[Opening Input records section]

use std::fmt;
use std::str::FromStr;

use chrono::{NaiveDate, NaiveDateTime, NaiveTime};

use crate::error::Error;

pub const DATE_FORMAT: &str = "%Y-%m-%d";
pub const TIME_FORMAT: &str = "%H:%M";
pub const TIMESTAMP_FORMAT: &str = "%Y-%m-%d %H:%M";

#[derive(Debug, Clone, Copy, Default, PartialEq, Eq, Hash)]
pub enum Priority {
    Low,
    #[default]
    Medium,
    High,
}

impl Priority {
    pub const ALL: [Priority; 3] = [Priority::Low, Priority::Medium, Priority::High];

    /// Name stored in the database and in CSV files.
    pub fn as_str(self) -> &'static str {
        match self {
            Priority::Low => "Low",
            Priority::Medium => "Medium",
            Priority::High => "High",
        }
    }

    pub fn marker(self) -> &'static str {
        match self {
            Priority::Low => "!",
            Priority::Medium => "!!",
            Priority::High => "!!!",
        }
    }

    pub fn next(self) -> Self {
        match self {
            Priority::Low => Priority::Medium,
            Priority::Medium => Priority::High,
            Priority::High => Priority::Low,
        }
    }

    pub fn prev(self) -> Self {
        match self {
            Priority::Low => Priority::High,
            Priority::Medium => Priority::Low,
            Priority::High => Priority::Medium,
        }
    }
}

impl fmt::Display for Priority {
    fn fmt(&self, f: &mut fmt::Formatter<'_>) -> fmt::Result {
        f.write_str(self.as_str())
    }
}

impl FromStr for Priority {
    type Err = Error;

    fn from_str(s: &str) -> Result<Self, Self::Err> {
        let wanted = s.trim();
        Priority::ALL
            .into_iter()
            .find(|p| p.as_str().eq_ignore_ascii_case(wanted))
            .ok_or_else(|| Error::InvalidField {
                field: "priority",
                value: s.to_string(),
            })
    }
}

/// Workflow stage; one board column per variant, in this order.
#[derive(Debug, Clone, Copy, Default, PartialEq, Eq, Hash)]
pub enum Status {
    #[default]
    ToDo,
    InProgress,
    Review,
    Done,
}

impl Status {
    pub const ALL: [Status; 4] = [
        Status::ToDo,
        Status::InProgress,
        Status::Review,
        Status::Done,
    ];

    pub fn as_str(self) -> &'static str {
        match self {
            Status::ToDo => "ToDo",
            Status::InProgress => "InProgress",
            Status::Review => "Review",
            Status::Done => "Done",
        }
    }

    pub fn label(self) -> &'static str {
        match self {
            Status::ToDo => "To Do",
            Status::InProgress => "In Progress",
            Status::Review => "Review",
            Status::Done => "Done",
        }
    }

    pub fn index(self) -> usize {
        match self {
            Status::ToDo => 0,
            Status::InProgress => 1,
            Status::Review => 2,
            Status::Done => 3,
        }
    }

    pub fn next(self) -> Self {
        Status::ALL[(self.index() + 1) % Status::ALL.len()]
    }

    pub fn prev(self) -> Self {
        Status::ALL[(self.index() + Status::ALL.len() - 1) % Status::ALL.len()]
    }

    /// `completed_at` value a row must carry once it has this status.
    pub fn completion_stamp(self, now: NaiveDateTime) -> Option<NaiveDateTime> {
        (self == Status::Done).then(|| truncate_to_minute(now))
    }
}

impl fmt::Display for Status {
    fn fmt(&self, f: &mut fmt::Formatter<'_>) -> fmt::Result {
        f.write_str(self.label())
    }
}

impl FromStr for Status {
    type Err = Error;

    fn from_str(s: &str) -> Result<Self, Self::Err> {
        let wanted = s.trim();
        Status::ALL
            .into_iter()
            .find(|st| {
                st.as_str().eq_ignore_ascii_case(wanted) || st.label().eq_ignore_ascii_case(wanted)
            })
            .ok_or_else(|| Error::InvalidField {
                field: "status",
                value: s.to_string(),
            })
    }
}

#[derive(Debug, Clone, PartialEq, Eq)]
pub struct Task {
    pub id: i64,
    pub title: String,
    pub description: Option<String>,
    pub due_date: Option<NaiveDate>,
    pub due_time: Option<NaiveTime>,
    pub priority: Priority,
    pub status: Status,
    pub completed_at: Option<NaiveDateTime>,
}

impl Task {
    /// Text shown on the board for this task.
    pub fn display_label(&self) -> String {
        if self.status == Status::Done {
            if let Some(completed_at) = self.completed_at {
                return format!("{} (Done: {})", self.title, format_timestamp(completed_at));
            }
        }
        match (self.due_date, self.due_time) {
            (Some(date), Some(time)) => format!(
                "{} (Due {} {})",
                self.title,
                format_date(date),
                format_time(time)
            ),
            (Some(date), None) => format!("{} (Due {})", self.title, format_date(date)),
            (None, Some(time)) => format!("{} (Due {})", self.title, format_time(time)),
            (None, None) => self.title.clone(),
        }
    }

    pub fn draft(&self) -> TaskDraft {
        TaskDraft {
            title: self.title.clone(),
            description: self.description.clone(),
            due_date: self.due_date,
            due_time: self.due_time,
            priority: self.priority,
            status: self.status,
        }
    }

    pub fn record(&self) -> TaskRecord {
        TaskRecord {
            draft: self.draft(),
            completed_at: self.completed_at,
        }
    }
}

/// The user-editable fields of a task, as produced by the add form and the edit dialog.
#[derive(Debug, Clone, PartialEq, Eq, Default)]
pub struct TaskDraft {
    pub title: String,
    pub description: Option<String>,
    pub due_date: Option<NaiveDate>,
    pub due_time: Option<NaiveTime>,
    pub priority: Priority,
    pub status: Status,
}

impl TaskDraft {
    pub fn new(title: impl Into<String>) -> Self {
        Self {
            title: title.into(),
            ..Self::default()
        }
    }

    pub fn validate(&self) -> Result<(), Error> {
        if self.title.trim().is_empty() {
            return Err(Error::EmptyTitle);
        }
        Ok(())
    }
}

/// Every insertable column; what a CSV import row carries.
#[derive(Debug, Clone, PartialEq, Eq)]
pub struct TaskRecord {
    pub draft: TaskDraft,
    pub completed_at: Option<NaiveDateTime>,
}

pub fn truncate_to_minute(at: NaiveDateTime) -> NaiveDateTime {
    at.date().and_time(truncate_time(at.time()))
}

fn truncate_time(time: NaiveTime) -> NaiveTime {
    use chrono::Timelike;
    NaiveTime::from_hms_opt(time.hour(), time.minute(), 0).unwrap_or(time)
}

pub fn format_date(date: NaiveDate) -> String {
    date.format(DATE_FORMAT).to_string()
}

pub fn format_time(time: NaiveTime) -> String {
    time.format(TIME_FORMAT).to_string()
}

pub fn format_timestamp(at: NaiveDateTime) -> String {
    at.format(TIMESTAMP_FORMAT).to_string()
}

pub fn parse_date(s: &str) -> Result<NaiveDate, Error> {
    NaiveDate::parse_from_str(s.trim(), DATE_FORMAT).map_err(|_| Error::InvalidField {
        field: "due date",
        value: s.to_string(),
    })
}

pub fn parse_time(s: &str) -> Result<NaiveTime, Error> {
    NaiveTime::parse_from_str(s.trim(), TIME_FORMAT).map_err(|_| Error::InvalidField {
        field: "due time",
        value: s.to_string(),
    })
}

pub fn parse_timestamp(s: &str) -> Result<NaiveDateTime, Error> {
    NaiveDateTime::parse_from_str(s.trim(), TIMESTAMP_FORMAT).map_err(|_| Error::InvalidField {
        field: "completion time",
        value: s.to_string(),
    })
}

/// Treats blank input as "not set".
pub fn parse_optional<T>(
    s: Option<&str>,
    parse: impl Fn(&str) -> Result<T, Error>,
) -> Result<Option<T>, Error> {
    match s.map(str::trim) {
        None | Some("") => Ok(None),
        Some(value) => parse(value).map(Some),
    }
}
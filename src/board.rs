use crate::task::{Priority, Status, Task};

/// Side record for one rendered list item; the widget itself only gets `label`.
#[derive(Debug, Clone, PartialEq, Eq)]
pub struct Card {
    pub task_id: i64,
    pub priority: Priority,
    pub label: String,
    pub description: Option<String>,
}

impl Card {
    fn from_task(task: &Task) -> Self {
        Self {
            task_id: task.id,
            priority: task.priority,
            label: task.display_label(),
            description: task.description.clone(),
        }
    }
}

#[derive(Debug, Clone, PartialEq, Eq)]
pub struct Column {
    pub status: Status,
    pub cards: Vec<Card>,
    pub selected: Option<usize>,
}

impl Column {
    fn new(status: Status) -> Self {
        Self {
            status,
            cards: Vec::new(),
            selected: None,
        }
    }

    pub fn selected_card(&self) -> Option<&Card> {
        self.selected.and_then(|i| self.cards.get(i))
    }

    fn position_of(&self, task_id: i64) -> Option<usize> {
        self.cards.iter().position(|c| c.task_id == task_id)
    }
}

/// A card picked up for a drag and drop gesture.
#[derive(Debug, Clone, Copy, PartialEq, Eq)]
pub struct Grab {
    pub task_id: i64,
    pub from: Status,
}

#[derive(Debug, Clone, Copy, PartialEq, Eq)]
pub enum DropOutcome {
    /// The card landed on another column; persist the new status.
    StatusChange { task_id: i64, status: Status },
    /// Same column: in-memory reorder only.
    Reordered,
    /// The grabbed card is no longer on the board.
    Ignored,
}

#[derive(Debug, Clone, PartialEq, Eq)]
pub struct Board {
    pub columns: [Column; 4],
    pub focused: usize,
    pub grabbed: Option<Grab>,
}

impl Default for Board {
    fn default() -> Self {
        Self::new()
    }
}

impl Board {
    pub fn new() -> Self {
        Self {
            columns: Status::ALL.map(Column::new),
            focused: 0,
            grabbed: None,
        }
    }

    /// Splits `tasks` into columns, keeping their order.
    pub fn from_tasks(tasks: &[Task]) -> Self {
        let mut board = Self::new();
        for task in tasks {
            board.columns[task.status.index()]
                .cards
                .push(Card::from_task(task));
        }
        board
    }

    /// Rebuilds the columns from fresh rows, keeping focus, the selected task and any grab.
    pub fn reload(&mut self, tasks: &[Task]) {
        let selected_id = self.selected_card().map(|c| c.task_id);
        let mut fresh = Self::from_tasks(tasks);
        fresh.focused = self.focused;
        fresh.grabbed = self
            .grabbed
            .filter(|g| fresh.columns.iter().any(|c| c.position_of(g.task_id).is_some()));
        if let Some(id) = selected_id {
            fresh.select_task(id);
        }
        if fresh.selected_card().is_none() {
            fresh.clamp_selection();
        }
        *self = fresh;
    }

    pub fn focused_column(&self) -> &Column {
        &self.columns[self.focused]
    }

    pub fn focused_status(&self) -> Status {
        self.focused_column().status
    }

    /// First column holding a selection wins; selection is kept exclusive.
    pub fn selected_card(&self) -> Option<&Card> {
        self.columns.iter().find_map(Column::selected_card)
    }

    pub fn select(&mut self, column: usize, row: Option<usize>) {
        if column >= self.columns.len() {
            return;
        }
        for (i, col) in self.columns.iter_mut().enumerate() {
            if i != column {
                col.selected = None;
            }
        }
        self.focused = column;
        let col = &mut self.columns[column];
        col.selected = row.filter(|r| *r < col.cards.len());
    }

    pub fn select_task(&mut self, task_id: i64) -> bool {
        let found = self
            .columns
            .iter()
            .enumerate()
            .find_map(|(i, c)| c.position_of(task_id).map(|row| (i, row)));
        match found {
            Some((column, row)) => {
                self.select(column, Some(row));
                true
            }
            None => false,
        }
    }

    fn clamp_selection(&mut self) {
        let col = &self.columns[self.focused];
        let row = match col.cards.len() {
            0 => None,
            len => Some(col.selected.unwrap_or(0).min(len - 1)),
        };
        self.select(self.focused, row);
    }

    pub fn focus_left(&mut self) {
        if self.focused > 0 {
            self.focus_column(self.focused - 1);
        }
    }

    pub fn focus_right(&mut self) {
        if self.focused + 1 < self.columns.len() {
            self.focus_column(self.focused + 1);
        }
    }

    fn focus_column(&mut self, column: usize) {
        let row = (!self.columns[column].cards.is_empty()).then_some(0);
        self.select(column, row);
    }

    pub fn select_next(&mut self) {
        let col = &self.columns[self.focused];
        if col.cards.is_empty() {
            return;
        }
        let row = match col.selected {
            Some(i) if i + 1 < col.cards.len() => i + 1,
            Some(i) => i,
            None => 0,
        };
        self.select(self.focused, Some(row));
    }

    pub fn select_previous(&mut self) {
        let col = &self.columns[self.focused];
        if col.cards.is_empty() {
            return;
        }
        let row = col.selected.map_or(0, |i| i.saturating_sub(1));
        self.select(self.focused, Some(row));
    }

    /// Moves the selected card one slot up (`-1`) or down (`1`) within its column.
    pub fn move_selected(&mut self, direction: isize) {
        let col = &mut self.columns[self.focused];
        let Some(from) = col.selected else {
            return;
        };
        let to = (from as isize + direction).clamp(0, col.cards.len() as isize - 1) as usize;
        if to != from {
            col.cards.swap(from, to);
            col.selected = Some(to);
        }
    }

    /// Picks up the selected card.
    pub fn grab_selected(&mut self) -> Option<Grab> {
        let card = self.selected_card()?;
        let from = self
            .columns
            .iter()
            .find(|c| c.position_of(card.task_id).is_some())?
            .status;
        let grab = Grab {
            task_id: card.task_id,
            from,
        };
        self.grabbed = Some(grab);
        Some(grab)
    }

    pub fn grab_at(&mut self, column: usize, row: usize) -> Option<Grab> {
        let card = self.columns.get(column)?.cards.get(row)?;
        let grab = Grab {
            task_id: card.task_id,
            from: self.columns[column].status,
        };
        self.select(column, Some(row));
        self.grabbed = Some(grab);
        Some(grab)
    }

    pub fn cancel_grab(&mut self) {
        self.grabbed = None;
    }

    /// Drops the grabbed card on `target`. A drop on the source column moves it to
    /// `row` (or leaves it in place) without touching the store.
    pub fn drop_on(&mut self, target: Status, row: Option<usize>) -> DropOutcome {
        let Some(grab) = self.grabbed.take() else {
            return DropOutcome::Ignored;
        };
        let source = &mut self.columns[grab.from.index()];
        let Some(from) = source.position_of(grab.task_id) else {
            return DropOutcome::Ignored;
        };
        if target != grab.from {
            return DropOutcome::StatusChange {
                task_id: grab.task_id,
                status: target,
            };
        }
        let to = row.unwrap_or(from).min(source.cards.len() - 1);
        let card = source.cards.remove(from);
        source.cards.insert(to, card);
        self.select(grab.from.index(), Some(to));
        DropOutcome::Reordered
    }
}
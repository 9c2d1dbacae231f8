pub mod app;
pub mod board;
pub mod config;
pub mod error;
pub mod form;
pub mod interchange;
pub mod reminder;
pub mod store;
pub mod task;
pub mod ui;

pub use error::{Error, Result};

[Closing Input records section]

> [The task]: State how many lines in the records contain the string "struct". Give the number with no words around it.

> [Expected answer]: 7